Future humans will look at today's living standard the way we look at those living conditions. These leaps in progress can continue. We can ascend.

Humans expanded out of Africa to the rest of the world. Oceanic navigation let us cross oceans. When we created submarines, we could go underwater. After inventing airplanes, we could fly.

That's the transhumanism of the past. Those machines all added to human capabilities. Our current constraints will fall away too. We can expand to the stars. We can live underwater. What else comes next?"

It's almost literally impossible to imagine how much better life could become in the future. It's also so easy to forget how rough we had it in the past! And not that long ago, either. The following inventions have saved billions of lives (each):

*Synthetic Fertilizers (Invented in 1909)
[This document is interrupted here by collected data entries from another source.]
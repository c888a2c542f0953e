//! Store facade
//!
//! Binds a coordination client to one product namespace. Entity operations
//! live next to their types (`slot.rs`, `group.rs`, ...); this file keeps
//! construction and the generic node helpers.

use serde::de::DeserializeOwned;
use serde::Serialize;
use std::sync::Arc;

use super::paths::Paths;
use super::{decode, encode};
use crate::client::CoordClient;
use crate::common::{validate_product, Result};

pub struct Store {
    client: Arc<dyn CoordClient>,
    product: String,
    paths: Paths,
}

impl Store {
    /// Bind `client` to `product` under the default base directory
    pub fn new(client: Arc<dyn CoordClient>, product: &str) -> Result<Self> {
        Self::with_paths(client, product, Paths::new(product))
    }

    /// Bind `client` to `product` under a custom base directory
    pub fn with_base(client: Arc<dyn CoordClient>, base: &str, product: &str) -> Result<Self> {
        Self::with_paths(client, product, Paths::with_base(base, product))
    }

    fn with_paths(client: Arc<dyn CoordClient>, product: &str, paths: Paths) -> Result<Self> {
        validate_product(product)?;
        Ok(Self {
            client,
            product: product.to_string(),
            paths,
        })
    }

    pub fn product(&self) -> &str {
        &self.product
    }

    pub fn paths(&self) -> &Paths {
        &self.paths
    }

    pub fn client(&self) -> &Arc<dyn CoordClient> {
        &self.client
    }

    /// Close the underlying client
    pub async fn close(&self) -> Result<()> {
        self.client.close().await
    }

    pub async fn delete_path(&self, path: &str) -> Result<()> {
        self.client.delete(path).await
    }

    pub async fn exists(&self, path: &str) -> Result<bool> {
        Ok(self.client.read(path, false).await?.is_some())
    }

    pub(crate) async fn read_json<T: DeserializeOwned>(
        &self,
        path: &str,
        must: bool,
    ) -> Result<Option<T>> {
        match self.client.read(path, must).await? {
            Some(data) => Ok(Some(decode(path, &data)?)),
            None => Ok(None),
        }
    }

    /// Every document stored directly below `dir`, in key order
    pub(crate) async fn read_children<T: DeserializeOwned>(&self, dir: &str) -> Result<Vec<T>> {
        let mut out = Vec::new();
        for path in self.client.list(dir, false).await? {
            if let Some(value) = self.read_json(&path, true).await? {
                out.push(value);
            }
        }
        Ok(out)
    }

    pub(crate) async fn update_json<T: Serialize>(&self, path: &str, value: &T) -> Result<()> {
        self.client.update(path, &encode(value)?).await
    }

    pub(crate) async fn create_json<T: Serialize>(&self, path: &str, value: &T) -> Result<()> {
        self.client.create(path, &encode(value)?).await
    }
}

impl std::fmt::Debug for Store {
    fn fmt(&self, f: &mut std::fmt::Formatter<'_>) -> std::fmt::Result {
        f.debug_struct("Store")
            .field("product", &self.product)
            .field("root", &self.paths.root())
            .finish()
    }
}
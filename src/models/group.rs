//! Server groups and their member servers

use serde::{Deserialize, Serialize};
use std::collections::BTreeMap;
use tracing::info;

use super::action::ActionType;
use super::store::Store;
use super::{GroupId, INVALID_ID};
use crate::common::{Error, Result};

#[derive(Debug, Clone, Copy, PartialEq, Eq, Hash, Serialize, Deserialize)]
#[serde(rename_all = "lowercase")]
pub enum ServerType {
    Leader,
    Follower,
    Candidate,
    Offline,
}

#[derive(Debug, Clone, PartialEq, Eq, Serialize, Deserialize)]
pub struct Server {
    #[serde(default)]
    pub id: i64,
    pub group_id: GroupId,
    pub addr: String,
    #[serde(rename = "type")]
    pub server_type: ServerType,
}

impl Server {
    /// A server not yet placed in any group
    pub fn new(server_type: ServerType, addr: &str) -> Self {
        Self {
            id: 0,
            group_id: INVALID_ID,
            addr: addr.to_string(),
            server_type,
        }
    }
}

/// One replica set
#[derive(Debug, Clone, PartialEq, Eq, Serialize, Deserialize)]
pub struct ServerGroup {
    pub id: GroupId,
    pub product_name: String,
    #[serde(default)]
    pub servers: Vec<Server>,
}

impl ServerGroup {
    pub fn new(product: &str, id: GroupId) -> Self {
        Self {
            id,
            product_name: product.to_string(),
            servers: Vec::new(),
        }
    }

    pub fn server_exists(&self, addr: &str) -> bool {
        self.servers.iter().any(|s| s.addr == addr)
    }
}

impl Store {
    // === Groups ===

    pub async fn list_groups(&self) -> Result<BTreeMap<GroupId, ServerGroup>> {
        let groups: Vec<ServerGroup> = self.read_children(&self.paths().group_dir()).await?;
        Ok(groups.into_iter().map(|g| (g.id, g)).collect())
    }

    pub async fn load_group(&self, id: GroupId, must: bool) -> Result<Option<ServerGroup>> {
        self.read_json(&self.paths().group(id), must).await
    }

    pub async fn group_exists(&self, id: GroupId) -> Result<bool> {
        self.exists(&self.paths().group(id)).await
    }

    /// Persist a group and announce it with `group_changed`
    pub async fn update_group(&self, group: &ServerGroup) -> Result<()> {
        self.update_json(&self.paths().group(group.id), group)
            .await?;
        info!(group = group.id, servers = group.servers.len(), "group updated");
        self.new_action(ActionType::ServerGroupChanged, group, "", true)
            .await
    }

    /// Remove a group and announce it with `group_remove`
    pub async fn delete_group(&self, id: GroupId) -> Result<()> {
        let group = self
            .load_group(id, false)
            .await?
            .unwrap_or_else(|| ServerGroup::new(self.product(), id));
        self.client().delete(&self.paths().group(id)).await?;
        info!(group = id, "group removed");
        self.new_action(ActionType::ServerGroupRemove, &group, "", true)
            .await
    }

    // === Servers ===

    pub async fn get_server(&self, addr: &str, must: bool) -> Result<Option<Server>> {
        self.read_json(&self.paths().server(addr), must).await
    }

    pub async fn get_server_by_path(&self, path: &str, must: bool) -> Result<Option<Server>> {
        self.read_json(path, must).await
    }

    pub async fn update_server(&self, server: &Server) -> Result<()> {
        self.update_json(&self.paths().server(&server.addr), server)
            .await
    }

    pub async fn delete_server(&self, addr: &str) -> Result<()> {
        self.client().delete(&self.paths().server(addr)).await
    }

    /// Members of `group`, each re-read from its own server key
    pub async fn get_servers(&self, group: &ServerGroup) -> Result<Vec<Server>> {
        let mut servers = Vec::with_capacity(group.servers.len());
        for member in &group.servers {
            if let Some(server) = self.get_server(&member.addr, true).await? {
                servers.push(server);
            }
        }
        Ok(servers)
    }

    /// First member whose stored role is leader
    pub async fn master(&self, group: &ServerGroup) -> Result<Server> {
        self.get_servers(group)
            .await?
            .into_iter()
            .find(|s| s.server_type == ServerType::Leader)
            .ok_or(Error::GroupMasterNotFound(group.id))
    }
}
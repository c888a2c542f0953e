//! Action log
//!
//! Every topology change is announced by appending an [`Action`] as a
//! sequential child of the product's `actions` directory. The sequence number
//! is the only ordering; entries are never rewritten, only garbage collected.

use serde::de::DeserializeOwned;
use serde::{Deserialize, Deserializer, Serialize};
use std::time::Duration;
use tracing::{debug, info, warn};

use super::paths::seq_of;
use super::store::Store;
use super::{decode, encode};
use crate::client::{Event, OrderedWatch};
use crate::common::{timestamp_now, Error, Result};

#[derive(Debug, Clone, Copy, PartialEq, Eq, Hash, Serialize, Deserialize)]
pub enum ActionType {
    #[serde(rename = "group_changed")]
    ServerGroupChanged,
    #[serde(rename = "group_remove")]
    ServerGroupRemove,
    #[serde(rename = "slot_changed")]
    SlotChanged,
    #[serde(rename = "multi_slot_changed")]
    MultiSlotChanged,
    #[serde(rename = "slot_migrate")]
    SlotMigrate,
    #[serde(rename = "slot_premigrate")]
    SlotPremigrate,
}

/// One entry of the action log
#[derive(Debug, Clone, PartialEq, Serialize, Deserialize)]
pub struct Action {
    #[serde(rename = "type")]
    pub kind: ActionType,
    #[serde(default)]
    pub desc: String,
    /// Payload, shaped according to `kind`
    pub target: serde_json::Value,
    /// Unix seconds, as decimal text
    pub ts: String,
    #[serde(default, deserialize_with = "null_as_empty")]
    pub receivers: Vec<String>,
}

fn null_as_empty<'de, D>(d: D) -> std::result::Result<Vec<String>, D::Error>
where
    D: Deserializer<'de>,
{
    Ok(Option::<Vec<String>>::deserialize(d)?.unwrap_or_default())
}

impl Action {
    /// Decode the payload into the shape its `kind` implies
    pub fn target_as<T: DeserializeOwned>(&self) -> Result<T> {
        Ok(serde_json::from_value(self.target.clone())?)
    }

    pub fn timestamp(&self) -> Option<i64> {
        self.ts.parse().ok()
    }
}

/// Which entries [`Store::action_gc`] removes
#[derive(Debug, Clone, PartialEq)]
pub enum ActionGcPolicy {
    /// Keep the newest `n` entries (at least one)
    KeepLast(usize),
    /// Remove entries older than this
    OlderThan(Duration),
}

/// Sequence numbers of action paths, ascending
pub fn extract_seq_list(paths: &[String]) -> Result<Vec<u64>> {
    let mut seqs = paths
        .iter()
        .map(|p| {
            seq_of(p).ok_or_else(|| Error::Corrupted {
                path: p.clone(),
                message: "not a sequential action key".into(),
            })
        })
        .collect::<Result<Vec<_>>>()?;
    seqs.sort_unstable();
    Ok(seqs)
}

impl Store {
    // === Append ===

    /// Append a prepared action; returns its path
    pub async fn create_action_in_order(&self, action: &Action) -> Result<String> {
        self.client()
            .create_in_order(&self.paths().action_dir(), &encode(action)?)
            .await
    }

    /// Announce a change.
    ///
    /// `need_confirm` asks for every live receiver to acknowledge; no
    /// acknowledgement is tracked yet, so the call never waits.
    pub async fn new_action<T>(
        &self,
        kind: ActionType,
        target: &T,
        desc: &str,
        need_confirm: bool,
    ) -> Result<()>
    where
        T: Serialize + Sync + ?Sized,
    {
        let action = Action {
            kind,
            desc: desc.to_string(),
            target: serde_json::to_value(target)?,
            ts: timestamp_now().to_string(),
            receivers: Vec::new(),
        };
        let path = self.create_action_in_order(&action).await?;
        debug!(%path, ?kind, need_confirm, "action appended");
        Ok(())
    }

    // === Read ===

    /// Current action paths plus a watch for the next one
    pub async fn watch_actions(&self) -> Result<(OrderedWatch, Vec<String>)> {
        self.client()
            .watch_in_order(&self.paths().action_dir())
            .await
    }

    /// Every recorded sequence number, ascending; `NotADirectory` if the log is empty
    pub async fn get_action_seq_list(&self) -> Result<Vec<u64>> {
        let paths = self.client().list(&self.paths().action_dir(), true).await?;
        extract_seq_list(&paths)
    }

    pub async fn get_action_with_seq(&self, seq: u64) -> Result<Action> {
        self.get_action_object(seq).await
    }

    /// Decode a whole action document into a caller-chosen shape,
    /// e.g. one with a typed `target`
    pub async fn get_action_object<T: DeserializeOwned>(&self, seq: u64) -> Result<T> {
        let path = self.paths().action(seq);
        let data = self
            .client()
            .read(&path, true)
            .await?
            .ok_or_else(|| Error::NotFound(path.clone()))?;
        decode(&path, &data)
    }

    /// Follow the log, starting after `after` (or from the first entry)
    pub fn action_feed(&self, after: Option<u64>) -> ActionFeed<'_> {
        ActionFeed {
            store: self,
            last: after,
            watch: None,
        }
    }

    // === Garbage collection ===

    /// Remove old entries; returns how many were removed.
    /// An empty or missing log is a no-op.
    ///
    /// The newest entry always survives: it seeds the sequence counter of
    /// the next writer, so numbering never restarts.
    pub async fn action_gc(&self, policy: ActionGcPolicy) -> Result<usize> {
        let dir = self.paths().action_dir();
        let mut paths = self.client().list(&dir, false).await?;
        if paths.is_empty() {
            return Ok(0);
        }
        paths.sort_by_key(|p| seq_of(p));
        paths.pop();

        let doomed: Vec<String> = match policy {
            ActionGcPolicy::KeepLast(keep) => {
                let excess = paths.len().saturating_sub(keep.saturating_sub(1));
                paths.into_iter().take(excess).collect()
            }
            ActionGcPolicy::OlderThan(age) => {
                let cutoff = i64::try_from(age.as_secs())
                    .ok()
                    .and_then(|age| timestamp_now().checked_sub(age));
                let Some(cutoff) = cutoff else {
                    debug!(?age, "age bound out of range, nothing to collect");
                    return Ok(0);
                };
                let mut doomed = Vec::new();
                for path in paths {
                    let Some(data) = self.client().read(&path, false).await? else {
                        continue;
                    };
                    let ts = decode::<Action>(&path, &data)
                        .ok()
                        .and_then(|a| a.timestamp());
                    match ts {
                        Some(ts) if ts < cutoff => doomed.push(path),
                        Some(_) => {}
                        None => warn!(%path, "action without a usable timestamp kept"),
                    }
                }
                doomed
            }
        };

        for path in &doomed {
            self.client().delete(path).await?;
        }
        if !doomed.is_empty() {
            info!(removed = doomed.len(), "action log collected");
        }
        Ok(doomed.len())
    }
}

/// Cursor over the action log.
///
/// Each call to [`next_batch`](Self::next_batch) waits until at least one
/// entry newer than the last one returned exists, then returns all of them in
/// sequence order. Every entry is returned once.
pub struct ActionFeed<'a> {
    store: &'a Store,
    last: Option<u64>,
    watch: Option<OrderedWatch>,
}

impl ActionFeed<'_> {
    /// Sequence number of the last entry handed out
    pub fn position(&self) -> Option<u64> {
        self.last
    }

    pub async fn next_batch(&mut self) -> Result<Vec<(u64, Action)>> {
        let mut interrupted = false;
        loop {
            if let Some(watch) = self.watch.take() {
                match watch.fired().await {
                    Event::ChildrenChanged => interrupted = false,
                    Event::NotWatching if interrupted => {
                        return Err(Error::Transport("action watch keeps ending".into()));
                    }
                    Event::NotWatching => interrupted = true,
                }
            }

            let (watch, paths) = self.store.watch_actions().await?;
            self.watch = Some(watch);

            let last = self.last;
            let fresh: Vec<u64> = extract_seq_list(&paths)?
                .into_iter()
                .filter(|seq| last.map_or(true, |l| *seq > l))
                .collect();

            let mut batch = Vec::with_capacity(fresh.len());
            for seq in fresh {
                match self.store.get_action_with_seq(seq).await {
                    Ok(action) => batch.push((seq, action)),
                    // collected between listing and reading
                    Err(e) if e.is_not_found() => debug!(seq, "action vanished"),
                    Err(e) => return Err(e),
                }
                self.last = Some(seq);
            }
            if !batch.is_empty() {
                return Ok(batch);
            }
        }
    }
}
*Blood Transfusions (Invented in 1913)

*Vaccines (Invented in 1955)

None of these inventions are more than 115 years old, and the rest of this chart is just insane. There's no other word for it. I counted 39 different inventions that have each saved the lives of at least 1,000,000 people since 1900. Many of them save millions and millions of lives every single year. Insane.

Those new inventions are also coming faster and faster: the rate of invention and improvement is getting faster all the time. Compare the number of lives saved before 1900 and the billions of lives saved after 1900 - what do you notice?

The world still faces massively important, urgent problems. You know that and I know that. But there are also untold millions of people working diligently toward solutions, and the results of their work can be seen every single time you meet someone who would have died without antibiotics, nanotechnology, diagnostic imaging, and everything else that we can't even conceive of yet.

So why do some people seem to think that progress is over? Don't they know what they sound like? They sound like those "esteemed" individuals from the turn of the 20th century who are quoted as saying that everything that can be invented has been invented. In 1900 they said this. Yeah. So how dumb are those people who say the same things now going to look in a hundred years?

So we have problems. Well are you just going to sit there and find fault with everything? Are you going to just sit around waiting to die? Or are you going to get moving? Are you going to join the future and get with the program? Or are you going to sit this one out? I for one believe that the future is going to be so much better that I can hardly sit still.